Oh, and they can’t sleep. It is, indeed, just as crazy as it sounds. Those who aren’t avid cyclists might be wondering, “How in the world do you train for something like this?” 
 
“For training, it’s been just more or less ride as much as possible,” Clement told the Denver Catholic. “The training is structured around endurance, and that’s of course what Everesting is. It’s just a lot of peddling. So, a lot of my training so far has just been trying to ride as much as possible and ride longer high elevation rides.” 

In March, an Irish cyclist set the world record for Everesting when he completed the feat in six hours and 40 minutes. Clement isn’t trying to set a record, but regardless, it’s quite a feat to undertake, even for a seasoned athlete like him, whose pedigree includes snowboarding and rock climbing. 

“Our ride will be the same thing, but it’ll be pretty different,” Clement said. “We don’t have any sort of special bikes or super focused diet or a really regimented plan or a crew that’s very well-instructed on how we’re going to tackle this. I’ve read a couple of things to just kind of make it into a party — have friends come out to support you, get people to join you on certain laps…that’s kind of the approach we’re taking.” 

Clement has already raised $5,200 for Samaritan House, with a current goal of $8,000. This is Clement’s first year riding for Team Samaritan, but his dad, Kevin, has ridden for the team for several years. When his dad offered to give him an extra kit and uniform, Clement accepted, but didn’t want to take it without doing something help the cause. He could’ve simply opted for a nice ride in the countryside, but he chose to do something a bit more challenging.  

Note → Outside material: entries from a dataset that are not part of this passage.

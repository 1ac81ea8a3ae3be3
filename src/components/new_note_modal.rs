//! New Note Modal Component
//!
//! Creation dialog. Submit asks through the confirmation registry; on
//! mutation success the success registry reports it, and confirming that
//! dialog hands the created note back to the list, resets the form, and
//! closes this dialog.

use std::collections::HashSet;

use leptos::callback::UnsyncCallback;
use leptos::prelude::*;
use leptos::task::spawn_local;
use wasm_bindgen::JsCast;

use crate::api::ApiClient;
use crate::modal::Modals;
use crate::models::{Note, NotePayload};
use crate::query::{use_query_client, QueryClient};
use crate::store::{use_app_store, AppStateStoreFields};

/// Invalidate the note-list cache, then raise the success dialog.
/// Invalidation cannot wait for the dialog's confirm: dismissing it via
/// the close affordance must not leave a fresh cache missing the note.
fn announce_created(queries: QueryClient, modals: Modals, on_confirm: impl Fn() + 'static) {
    queries.invalidate_notes();
    modals.show_success("Note created successfully!", on_confirm);
}

#[component]
pub fn NewNoteModal(
    open: ReadSignal<bool>,
    #[prop(into)] on_close: UnsyncCallback<()>,
    #[prop(into)] on_created: UnsyncCallback<Note>,
) -> impl IntoView {
    let api = expect_context::<ApiClient>();
    let modals = expect_context::<Modals>();
    let queries = use_query_client();
    let store = use_app_store();

    let (title_value, set_title_value) = signal(String::new());
    let (content_value, set_content_value) = signal(String::new());
    let (tag_ids, set_tag_ids) = signal(HashSet::<u32>::new());
    let (title_error, set_title_error) = signal(false);

    let reset_form = move || {
        set_title_value.set(String::new());
        set_content_value.set(String::new());
        set_tag_ids.set(HashSet::new());
        set_title_error.set(false);
    };

    let submit = UnsyncCallback::new(move |ev: web_sys::SubmitEvent| {
        ev.prevent_default();
        let title = title_value.get();
        if title.is_empty() {
            set_title_error.set(true);
            return;
        }
        set_title_error.set(false);
        let content = content_value.get();
        let mut tags: Vec<u32> = tag_ids.get().into_iter().collect();
        tags.sort_unstable();

        modals.show_confirmation("Are you sure you want to create this note?", move || {
            let title = title.clone();
            let content = content.clone();
            let tags = tags.clone();
            spawn_local(async move {
                let payload = NotePayload {
                    title: &title,
                    content: &content,
                    tags: &tags,
                };
                match api.create_note(&payload).await {
                    Ok(created) => {
                        web_sys::console::log_1(
                            &format!("[NOTES] Created note {}", created.id).into(),
                        );
                        announce_created(queries, modals, move || {
                            on_created.run(created.clone());
                            reset_form();
                            on_close.run(());
                        });
                    }
                    Err(err) => {
                        web_sys::console::error_1(
                            &format!("[NOTES] Failed to create note: {err}").into(),
                        );
                        modals.show_error(err.to_string());
                    }
                }
            });
        });
    });

    let cancel = move |_: web_sys::MouseEvent| {
        reset_form();
        on_close.run(());
    };

    view! {
        <Show when=move || open.get()>
            <div class="modal-overlay">
                <div class="modal modal-new-note">
                    <button class="modal-close-btn" on:click=move |_| on_close.run(())>
                        "×"
                    </button>
                    <h2 class="modal-title">"Create New Note"</h2>
                    <form class="note-form" on:submit=move |ev| submit.run(ev)>
                        <label class="field-label">"Title"</label>
                        <input
                            type="text"
                            prop:value=move || title_value.get()
                            on:input=move |ev| {
                                let target = ev.target().unwrap();
                                let input = target.dyn_ref::<web_sys::HtmlInputElement>().unwrap();
                                set_title_value.set(input.value());
                            }
                        />
                        <Show when=move || title_error.get()>
                            <p class="field-error">"Title is required"</p>
                        </Show>
                        <label class="field-label">"Content"</label>
                        <textarea
                            placeholder="Write your note content here..."
                            prop:value=move || content_value.get()
                            on:input=move |ev| {
                                let target = ev.target().unwrap();
                                let area = target
                                    .dyn_ref::<web_sys::HtmlTextAreaElement>()
                                    .unwrap();
                                set_content_value.set(area.value());
                            }
                        ></textarea>
                        <label class="field-label">"Tags"</label>
                        <div class="tag-options">
                            <For
                                each=move || store.tags().get()
                                key=|tag| tag.id
                                children=move |tag| {
                                    let id = tag.id;
                                    view! {
                                        <label class="tag-option">
                                            <input
                                                type="checkbox"
                                                prop:checked=move || tag_ids.get().contains(&id)
                                                on:change=move |_| {
                                                    set_tag_ids
                                                        .update(|ids| {
                                                            if !ids.remove(&id) {
                                                                ids.insert(id);
                                                            }
                                                        });
                                                }
                                            />
                                            {tag.name.clone()}
                                        </label>
                                    }
                                }
                            />
                        </div>
                        <div class="form-actions">
                            <button type="button" on:click=cancel.clone()>
                                "Cancel"
                            </button>
                            <button type="submit" class="primary">
                                "Create Note"
                            </button>
                        </div>
                    </form>
                </div>
            </div>
        </Show>
    }
}

#[cfg(test)]
mod tests {
    use super::*;
    use std::cell::Cell;
    use std::rc::Rc;

    use crate::modal::ModalHandle;

    fn make_note(id: u32) -> Note {
        Note {
            id,
            title: format!("Note {id}"),
            content: String::new(),
            tags: Vec::new(),
            archived: false,
            last_edited: "2025-03-01T10:00:00Z".to_string(),
        }
    }

    #[test]
    fn cache_is_invalidated_before_the_success_dialog() {
        let queries = QueryClient::new();
        queries.store_notes(false, vec![make_note(1)]);

        // The success host records whether the cache was already empty
        // when the dialog came up.
        let modals = Modals::new();
        let cache_empty_at_show = Rc::new(Cell::new(None));
        let seen = Rc::clone(&cache_empty_at_show);
        modals.success.register(ModalHandle {
            show: Rc::new(move |_| seen.set(Some(queries.cached_notes(false).is_none()))),
            hide: Rc::new(|| {}),
        });

        announce_created(queries, modals, || {});

        assert_eq!(cache_empty_at_show.get(), Some(true));
    }

    #[test]
    fn dismissing_the_success_dialog_still_leaves_the_cache_invalidated() {
        let queries = QueryClient::new();
        queries.store_notes(false, vec![make_note(1)]);

        // No confirm ever runs; the host just closes again.
        let modals = Modals::new();
        modals.success.register(ModalHandle {
            show: Rc::new(|_| {}),
            hide: Rc::new(|| {}),
        });

        announce_created(queries, modals, || {});
        modals.success.hide();

        assert!(queries.cached_notes(false).is_none());
    }
}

Corbin Clement used to experience the challenges that homeless people face on a daily basis when commuting through downtown Denver to work on his bike. This Saturday, he will raise money for Samaritan House homeless shelter by “Everesting,” a 190-mile bike ride that is the equivalent of the elevation of Mt. Everest in terms of vertical climbing. (Photo provided)

“For some reason, the Everesting idea popped into my head,” he explained. “I think it’s one of those things that has a little bit of shock value for people who hear about it. It’s certainly something that’s gained more popularity and visibility in the last couple of years with endurance athletes. I wanted to choose something that would actually be a challenge for myself and something that I’d have to work towards.” 

Clement currently resides in Utah, but he used to live in Denver and commute by bike to work every day. During those rides to his office, which was located near Samaritan House, he would pass many homeless people and have conversations with them. This experience was also a motivating factor for his Everesting attempt for Team Samaritan. 

“It’s very different when you’re on a bike versus in a car because you’re right there,” Clement said. “If you stop at a stoplight and a homeless person is on the corner, whether or not they’re panhandling or something like that, you hear the conversations, or you’ll have a conversation with them. There are things you smell or you hear or you see that you just never would if you were in a car. So, it kind of made sense, too, with the biking aspect. It’s part of my community that I’ve lived and worked in for a very long time.” 

Clement’s Everesting attempt is one event in a series of endurance event’s he’s doing over the summer that culminates with the Leadville 100, a single-day mountain bike race across the Colorado Rockies. In that race, he will be riding to support young adults diagnosed with cancer by raising funds for First Descents.  

Both causes are near to Clement’s heart, and he said that while his Everesting attempt will be a form of “suffering,” it pales in comparison to what the homeless face day in and day out. This is ultimately why he’s riding and raising funds for Team Samaritan. 

“Any time we see a homeless person or people who have to live on the streets,” Clement said, “That is true suffering — true endurance — with no end in sight.”